Vous avez été le premier à soulever cette question et cela vous a coûté votre exclusion. Avez-vous le sentiment d'avoir eu raison plus tôt ?
C’est une question qu’il faut poser aux Sénégalais. J’ai toujours pensé avoir eu raison sur ce combat depuis le début. Ce ne sont pas quelques personnes qui ont renié leur parole qui vont me conforter dans ce choix. Aujourd’hui, un Bureau politique incapable de gérer la contestation interne m’a exclu sans procès, parce qu’il n’avait aucun argument à m’opposer. Ce faisant, ses membres ont montré aux militants ce qu’il en coûte de défier la dictature du clan Tanor.
Que répondez-vous à l'accusation qui fait de vous un cheval de Troie dans cette bataille pour la succession de Ousmane Tanor Dieng ? Êtes-vous en contact avec lui ?

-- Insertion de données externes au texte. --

// ---------------------------------------------------------------------------
// Tests
// ---------------------------------------------------------------------------

#[cfg(test)]
mod tests {
    use super::*;
    use mockito::Matcher;

    fn client(server: &mockito::Server) -> GitHubClient {
        GitHubClient::new(reqwest::Client::new(), server.url(), "ghp-test", "acme/docs")
    }

    #[test]
    fn branch_and_title_formats() {
        let now = NaiveDate::from_ymd_opt(2025, 1, 15)
            .unwrap()
            .and_hms_opt(9, 5, 7)
            .unwrap();
        assert_eq!(branch_name(now), "changelog/20250115-090507");
        assert_eq!(
            pr_title(NaiveDate::from_ymd_opt(2025, 1, 15).unwrap()),
            "[BOT] Changelog: 2025-01-15"
        );
    }

    #[test]
    fn body_mentions_media_and_labels() {
        let date = NaiveDate::from_ymd_opt(2025, 1, 15).unwrap();
        let labels = vec!["bot".to_string(), "changelog".to_string()];
        let body = pr_body(date, "docs/updates/2025/01/15/changelog.mdx", 3, &labels);
        assert!(body.starts_with("This is an auto-generated pull request from the Changelog Bot"));
        assert!(body.contains("**2025-01-15**"));
        assert!(body.contains("- Added 3 media file(s)"));
        assert!(body.contains("/label bot\n/label changelog\n"));

        let none = pr_body(date, "x.mdx", 0, &[]);
        assert!(!none.contains("media file"));
        assert!(!none.contains("/label"));
    }

    #[tokio::test]
    async fn read_file_decodes_and_handles_missing() {
        let mut server = mockito::Server::new_async().await;
        let encoded = BASE64.encode(br#"{"navigation":{}}"#);
        let wrapped = format!("{}\n{}", &encoded[..8], &encoded[8..]);
        server
            .mock("GET", "/repos/acme/docs/contents/docs/docs.json")
            .match_query(Matcher::UrlEncoded("ref".into(), "main".into()))
            .match_header("authorization", "Bearer ghp-test")
            .with_body(json!({ "content": wrapped, "encoding": "base64" }).to_string())
            .create_async()
            .await;
        server
            .mock("GET", "/repos/acme/docs/contents/missing.json")
            .match_query(Matcher::Any)
            .with_status(404)
            .with_body(r#"{"message":"Not Found"}"#)
            .create_async()
            .await;

        let gh = client(&server);
        let bytes = gh.read_file("docs/docs.json", "main").await.unwrap().unwrap();
        assert_eq!(bytes, br#"{"navigation":{}}"#);
        assert!(gh.read_file("missing.json", "main").await.unwrap().is_none());
    }

    #[tokio::test]
    async fn commit_goes_blobs_tree_commit_ref() {
        let mut server = mockito::Server::new_async().await;
        let head = server
            .mock("GET", "/repos/acme/docs/git/ref/heads/changelog/20250115-090507")
            .with_body(r#"{"object":{"sha":"parent1"}}"#)
            .create_async()
            .await;
        server
            .mock("GET", "/repos/acme/docs/git/commits/parent1")
            .with_body(r#"{"sha":"parent1","tree":{"sha":"basetree"}}"#)
            .create_async()
            .await;
        let blobs = server
            .mock("POST", "/repos/acme/docs/git/blobs")
            .match_body(Matcher::PartialJson(json!({ "encoding": "base64" })))
            .with_status(201)
            .with_body(r#"{"sha":"blob"}"#)
            .expect(2)
            .create_async()
            .await;
        let tree = server
            .mock("POST", "/repos/acme/docs/git/trees")
            .match_body(Matcher::PartialJson(json!({ "base_tree": "basetree" })))
            .with_status(201)
            .with_body(r#"{"sha":"newtree"}"#)
            .create_async()
            .await;
        let commit = server
            .mock("POST", "/repos/acme/docs/git/commits")
            .match_body(Matcher::PartialJson(json!({
                "tree": "newtree",
                "parents": ["parent1"],
                "message": "Add changelog for 2025-01-15"
            })))
            .with_status(201)
            .with_body(r#"{"sha":"commit1"}"#)
            .create_async()
            .await;
        let update = server
            .mock("PATCH", "/repos/acme/docs/git/refs/heads/changelog/20250115-090507")
            .match_body(Matcher::PartialJson(json!({ "sha": "commit1" })))
            .with_body(r#"{"object":{"sha":"commit1"}}"#)
            .create_async()
            .await;

        let files = vec![
            CommitFile::new("docs/updates/2025/01/15/changelog.mdx", "# hi"),
            CommitFile::new("docs/images/changelog/2025-01-15/a.png", vec![0u8, 1, 2]),
        ];
        let sha = client(&server)
            .commit_files("changelog/20250115-090507", &files, "Add changelog for 2025-01-15")
            .await
            .unwrap();

        assert_eq!(sha, "commit1");
        head.assert_async().await;
        blobs.assert_async().await;
        tree.assert_async().await;
        commit.assert_async().await;
        update.assert_async().await;
    }

    #[tokio::test]
    async fn create_branch_points_at_base_head() {
        let mut server = mockito::Server::new_async().await;
        server
            .mock("GET", "/repos/acme/docs/git/ref/heads/main")
            .with_body(r#"{"object":{"sha":"mainhead"}}"#)
            .create_async()
            .await;
        let create = server
            .mock("POST", "/repos/acme/docs/git/refs")
            .match_body(Matcher::Json(json!({
                "ref": "refs/heads/changelog/x",
                "sha": "mainhead"
            })))
            .with_status(201)
            .with_body("{}")
            .create_async()
            .await;

        let sha = client(&server).create_branch("changelog/x", "main").await.unwrap();
        assert_eq!(sha, "mainhead");
        create.assert_async().await;
    }

    #[tokio::test]
    async fn opens_draft_pr_and_labels_it() {
        let mut server = mockito::Server::new_async().await;
        let pulls = server
            .mock("POST", "/repos/acme/docs/pulls")
            .match_body(Matcher::PartialJson(json!({
                "title": "[BOT] Changelog: 2025-01-15",
                "head": "changelog/x",
                "base": "main",
                "draft": true
            })))
            .with_status(201)
            .with_body(r#"{"number":42,"html_url":"https://github.com/acme/docs/pull/42"}"#)
            .create_async()
            .await;
        let labels = server
            .mock("POST", "/repos/acme/docs/issues/42/labels")
            .match_body(Matcher::Json(json!({ "labels": ["bot", "changelog"] })))
            .with_body("[]")
            .create_async()
            .await;

        let pr = PullRequest {
            title: "[BOT] Changelog: 2025-01-15".into(),
            head: "changelog/x".into(),
            base: "main".into(),
            body: "body".into(),
            draft: true,
            labels: vec!["bot".into(), "changelog".into()],
        };
        let opened = client(&server).open_pull_request(&pr).await.unwrap();
        assert_eq!(opened.number, 42);
        assert_eq!(opened.url, "https://github.com/acme/docs/pull/42");
        pulls.assert_async().await;
        labels.assert_async().await;
    }

    #[tokio::test]
    async fn label_failure_does_not_fail_the_pr() {
        let mut server = mockito::Server::new_async().await;
        server
            .mock("POST", "/repos/acme/docs/pulls")
            .with_status(201)
            .with_body(r#"{"number":7,"html_url":"https://github.com/acme/docs/pull/7"}"#)
            .create_async()
            .await;
        server
            .mock("POST", "/repos/acme/docs/issues/7/labels")
            .with_status(403)
            .with_body(r#"{"message":"Resource not accessible"}"#)
            .create_async()
            .await;

        let pr = PullRequest {
            title: "t".into(),
            head: "h".into(),
            base: "main".into(),
            body: String::new(),
            draft: true,
            labels: vec!["bot".into()],
        };
        assert_eq!(client(&server).open_pull_request(&pr).await.unwrap().number, 7);
    }

    #[tokio::test]
    async fn api_errors_carry_status_and_message() {
        let mut server = mockito::Server::new_async().await;
        server
            .mock("GET", "/repos/acme/docs/git/ref/heads/main")
            .with_status(401)
            .with_body(r#"{"message":"Bad credentials"}"#)
            .create_async()
            .await;

        let err = client(&server).create_branch("b", "main").await.unwrap_err();
        let msg = err.to_string();
        assert!(msg.starts_with("github error"), "{msg}");
        assert!(msg.contains("401"));
        assert!(msg.contains("Bad credentials"));
    }
}
use crate::error::{ChangelogError, Result};
use chrono::NaiveDate;
use regex::Regex;
use std::path::{Path, PathBuf};
use std::sync::OnceLock;

// ---------------------------------------------------------------------------
// Directory constants
// ---------------------------------------------------------------------------

pub const UPDATES_DIR: &str = "docs/updates";
pub const MEDIA_DIR: &str = "docs/updates/media";
pub const PUBLISHED_MEDIA_DIR: &str = "docs/images/changelog";
pub const CDN_MEDIA_PREFIX: &str = "/images/changelog";
pub const DOCS_JSON: &str = "docs/docs.json";
pub const CONFIG_FILE: &str = "changelog.yaml";

pub const CHANGELOG_FILENAME: &str = "changelog.mdx";

/// Drafts that earlier, less disciplined runs left at the project root.
pub const STRAY_DRAFTS: &[&str] = &["draft_changelog.md", "changelog_draft.md", "draft.md"];

// ---------------------------------------------------------------------------
// Changelog path
// ---------------------------------------------------------------------------

/// Canonical repository-relative path of the changelog page for `date`.
pub fn changelog_path(date: NaiveDate) -> String {
    format!(
        "{UPDATES_DIR}/{}/{CHANGELOG_FILENAME}",
        date.format("%Y/%m/%d")
    )
}

static CHANGELOG_PATH_RE: OnceLock<Regex> = OnceLock::new();

fn changelog_path_re() -> &'static Regex {
    CHANGELOG_PATH_RE.get_or_init(|| {
        Regex::new(r"^docs/updates/(\d{4})/(\d{2})/(\d{2})/changelog\.mdx$").unwrap()
    })
}

/// Recover the date from a path produced by [`changelog_path`].
///
/// Only the exact canonical shape is accepted. Well-shaped paths naming an
/// impossible date (`2025/13/99`) are rejected the same way as malformed ones.
pub fn parse_changelog_path(path: &str) -> Result<NaiveDate> {
    let invalid = || ChangelogError::InvalidPathFormat(path.to_string());
    let caps = changelog_path_re().captures(path).ok_or_else(invalid)?;
    date_from_captures(&caps).ok_or_else(invalid)
}

static LOOSE_DATE_RE: OnceLock<Regex> = OnceLock::new();

fn loose_date_re() -> &'static Regex {
    LOOSE_DATE_RE.get_or_init(|| Regex::new(r"(\d{4})[-/](\d{2})[-/](\d{2})").unwrap())
}

/// Pull the first `YYYY-MM-DD` or `YYYY/MM/DD` date out of any path, e.g. a
/// working draft such as `docs/updates/2025-01-15.md`.
pub fn date_from_path(path: &str) -> Result<NaiveDate> {
    let invalid = || ChangelogError::InvalidPathFormat(path.to_string());
    let caps = loose_date_re().captures(path).ok_or_else(invalid)?;
    date_from_captures(&caps).ok_or_else(invalid)
}

fn date_from_captures(caps: &regex::Captures<'_>) -> Option<NaiveDate> {
    let year = caps[1].parse().ok()?;
    let month = caps[2].parse().ok()?;
    let day = caps[3].parse().ok()?;
    NaiveDate::from_ymd_opt(year, month, day)
}

/// Parse a `YYYY-MM-DD` command-line or config date.
pub fn parse_date(s: &str) -> Result<NaiveDate> {
    NaiveDate::parse_from_str(s.trim(), "%Y-%m-%d")
        .map_err(|_| ChangelogError::InvalidDate(s.to_string()))
}

// ---------------------------------------------------------------------------
// Path helpers
// ---------------------------------------------------------------------------

pub fn date_stamp(date: NaiveDate) -> String {
    date.format("%Y-%m-%d").to_string()
}

/// Working draft the writer stage produces before formatting.
pub fn draft_path(root: &Path, date: NaiveDate) -> PathBuf {
    root.join(UPDATES_DIR)
        .join(format!("{}.md", date_stamp(date)))
}

pub fn changelog_file(root: &Path, date: NaiveDate) -> PathBuf {
    root.join(changelog_path(date))
}

pub fn media_root(root: &Path) -> PathBuf {
    root.join(MEDIA_DIR)
}

pub fn media_dir(root: &Path, date: NaiveDate) -> PathBuf {
    media_root(root).join(date_stamp(date))
}

/// Where a cached media file lives inside the docs repository once published.
pub fn published_media_path(date: NaiveDate, filename: &str) -> String {
    format!("{PUBLISHED_MEDIA_DIR}/{}/{filename}", date_stamp(date))
}

/// How the changelog page references a published media file.
pub fn cdn_media_path(date: NaiveDate, filename: &str) -> String {
    format!("{CDN_MEDIA_PREFIX}/{}/{filename}", date_stamp(date))
}

/// Media path relative to the draft, as the writer stage is told to use it.
pub fn relative_media_path(date: NaiveDate, filename: &str) -> String {
    format!("./media/{}/{filename}", date_stamp(date))
}

pub fn config_path(root: &Path) -> PathBuf {
    root.join(CONFIG_FILE)
}

// ---------------------------------------------------------------------------
// Tests
// ---------------------------------------------------------------------------

#[cfg(test)]
mod tests {
    use super::*;

    fn d(y: i32, m: u32, day: u32) -> NaiveDate {
        NaiveDate::from_ymd_opt(y, m, day).unwrap()
    }

    #[test]
    fn builds_zero_padded_path() {
        assert_eq!(
            changelog_path(d(2025, 1, 15)),
            "docs/updates/2025/01/15/changelog.mdx"
        );
    }

    #[test]
    fn parse_recovers_built_date() {
        let dates = [
            d(2025, 1, 15),
            d(2024, 2, 29),
            d(1999, 12, 31),
            d(2030, 7, 1),
        ];
        for date in dates {
            assert_eq!(parse_changelog_path(&changelog_path(date)).unwrap(), date);
        }
    }

    #[test]
    fn parse_rejects_impossible_calendar_values() {
        for path in [
            "docs/updates/2025/13/99/changelog.mdx",
            "docs/updates/2025/02/30/changelog.mdx",
            "docs/updates/2023/02/29/changelog.mdx",
            "docs/updates/2025/00/10/changelog.mdx",
        ] {
            let err = parse_changelog_path(path).unwrap_err();
            assert!(
                matches!(&err, ChangelogError::InvalidPathFormat(p) if p == path),
                "unexpected error for {path}: {err}"
            );
        }
    }

    #[test]
    fn parse_rejects_other_shapes() {
        for path in [
            "",
            "docs/updates/2025-01-15.md",
            "./docs/updates/2025/01/15/changelog.mdx",
            "docs/updates/2025/1/15/changelog.mdx",
            "docs/updates/2025/01/15/changelog.md",
            "docs/updates/2025/01/15/changelog.mdx.bak",
            "other/updates/2025/01/15/changelog.mdx",
        ] {
            assert!(parse_changelog_path(path).is_err(), "expected reject: {path}");
        }
    }

    #[test]
    fn invalid_path_error_names_input() {
        let err = parse_changelog_path("nope").unwrap_err();
        assert!(err.to_string().contains("'nope'"));
    }

    #[test]
    fn loose_date_accepts_draft_paths() {
        assert_eq!(
            date_from_path("./docs/updates/2025-01-15.md").unwrap(),
            d(2025, 1, 15)
        );
        assert_eq!(
            date_from_path("docs/updates/2025/03/04/changelog.mdx").unwrap(),
            d(2025, 3, 4)
        );
        assert!(date_from_path("docs/updates/latest.md").is_err());
        assert!(date_from_path("docs/updates/2025-13-01.md").is_err());
    }

    #[test]
    fn parse_date_requires_iso_format() {
        assert_eq!(parse_date("2025-01-15").unwrap(), d(2025, 1, 15));
        assert!(matches!(
            parse_date("01/15/2025"),
            Err(ChangelogError::InvalidDate(_))
        ));
    }

    #[test]
    fn path_helpers() {
        let root = Path::new("/tmp/docs-repo");
        let date = d(2025, 10, 21);
        assert_eq!(
            draft_path(root, date),
            PathBuf::from("/tmp/docs-repo/docs/updates/2025-10-21.md")
        );
        assert_eq!(
            media_dir(root, date),
            PathBuf::from("/tmp/docs-repo/docs/updates/media/2025-10-21")
        );
        assert_eq!(
            published_media_path(date, "lamp_abc.mp4"),
            "docs/images/changelog/2025-10-21/lamp_abc.mp4"
        );
        assert_eq!(
            cdn_media_path(date, "lamp_abc.mp4"),
            "/images/changelog/2025-10-21/lamp_abc.mp4"
        );
        assert_eq!(
            relative_media_path(date, "lamp_abc.mp4"),
            "./media/2025-10-21/lamp_abc.mp4"
        );
    }
}
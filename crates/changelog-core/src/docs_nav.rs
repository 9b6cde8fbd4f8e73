//! Navigation entry for the docs site (`docs/docs.json`).
//!
//! The "Changelog" anchor lists every published page, newest first, grouped
//! under "Month YYYY" headings. Other anchors and keys are left untouched.

use crate::error::Result;
use chrono::NaiveDate;
use regex::Regex;
use serde_json::{json, Map, Value};
use std::sync::OnceLock;

pub const CHANGELOG_ANCHOR: &str = "Changelog";
pub const CHANGELOG_ICON: &str = "clock-rotate-left";
pub const CHANGELOG_DESCRIPTION: &str = "Latest updates and changes";

static PAGE_RE: OnceLock<Regex> = OnceLock::new();

fn page_re() -> &'static Regex {
    PAGE_RE.get_or_init(|| Regex::new(r"^updates/(\d{4})/(\d{2})/(\d{2})/changelog$").unwrap())
}

/// Navigation page id for the changelog dated `date`.
pub fn nav_page(date: NaiveDate) -> String {
    format!("updates/{}/changelog", date.format("%Y/%m/%d"))
}

/// Add the page for `date` to the changelog anchor of `docs_json` and return
/// the re-serialized document (two-space indent).
///
/// When no changelog anchor exists the document is returned re-serialized but
/// otherwise unchanged.
pub fn update_docs_navigation(docs_json: &str, date: NaiveDate) -> Result<String> {
    let mut doc: Value = serde_json::from_str(docs_json)?;

    let anchor = doc
        .get_mut("navigation")
        .and_then(|n| n.get_mut("anchors"))
        .and_then(Value::as_array_mut)
        .and_then(|anchors| {
            anchors
                .iter_mut()
                .find(|a| a.get("anchor").and_then(Value::as_str) == Some(CHANGELOG_ANCHOR))
        })
        .and_then(Value::as_object_mut);

    match anchor {
        Some(anchor) => rebuild_anchor(anchor, date),
        None => tracing::warn!("docs.json has no '{CHANGELOG_ANCHOR}' anchor; leaving navigation as is"),
    }

    Ok(serde_json::to_string_pretty(&doc)?)
}

fn rebuild_anchor(anchor: &mut Map<String, Value>, date: NaiveDate) {
    let mut dates = existing_dates(anchor);
    dates.push(date);
    dates.sort_unstable_by(|a, b| b.cmp(a));
    dates.dedup();

    let mut groups: Vec<Value> = Vec::new();
    let mut current: Option<(String, Vec<Value>)> = None;
    for d in dates {
        let label = d.format("%B %Y").to_string();
        match current.as_mut() {
            Some((name, pages)) if *name == label => pages.push(Value::String(nav_page(d))),
            _ => {
                if let Some((name, pages)) = current.take() {
                    groups.push(json!({ "group": name, "pages": pages }));
                }
                current = Some((label, vec![Value::String(nav_page(d))]));
            }
        }
    }
    if let Some((name, pages)) = current {
        groups.push(json!({ "group": name, "pages": pages }));
    }

    anchor.insert("icon".into(), Value::String(CHANGELOG_ICON.into()));
    anchor.insert("description".into(), Value::String(CHANGELOG_DESCRIPTION.into()));
    anchor.insert("groups".into(), Value::Array(groups));
}

/// Dates of every changelog page already listed under the anchor. Pages may be
/// plain strings or `{ "page": ... }` objects; anything else is ignored.
fn existing_dates(anchor: &Map<String, Value>) -> Vec<NaiveDate> {
    let groups = anchor.get("groups").and_then(Value::as_array);
    groups
        .into_iter()
        .flatten()
        .filter_map(|g| g.get("pages").and_then(Value::as_array))
        .flatten()
        .filter_map(|p| match p {
            Value::String(s) => Some(s.as_str()),
            Value::Object(o) => o.get("page").and_then(Value::as_str),
            _ => None,
        })
        .filter_map(|page| {
            let caps = page_re().captures(page)?;
            NaiveDate::from_ymd_opt(
                caps[1].parse().ok()?,
                caps[2].parse().ok()?,
                caps[3].parse().ok()?,
            )
        })
        .collect()
}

Je ne l’ai ni vu ni entendu depuis le baptême de mon deuxième fils, c'est-à-dire depuis presque un an. De plus, j’ai déjà répondu plusieurs fois à cette question. Nous n’avons et serons jamais le cheval de qui que ce soit. Par contre, nous sommes déterminés à être les chevaliers de la dignité nationale, de la défense de notre souveraineté nationale, du panafricanisme. Aujourd’hui, nous n’avons plus à adhérer à la politique de l’autruche à laquelle Ousmane Tanor Dieng a réduit le Parti Socialiste. Nous pouvons enfin nous exprimer sur les questions sociales, politiques, monétaires, et à tout ce qui touche la politique extérieure du Sénégal. Nous parlons avec une liberté de ton absolue, parce que nous n’avons de compte à rendre à personne d’autre qu’au peuple sénégalais. C’est cela l’opposition et c’est cela que Moom sà rééw entend incarner.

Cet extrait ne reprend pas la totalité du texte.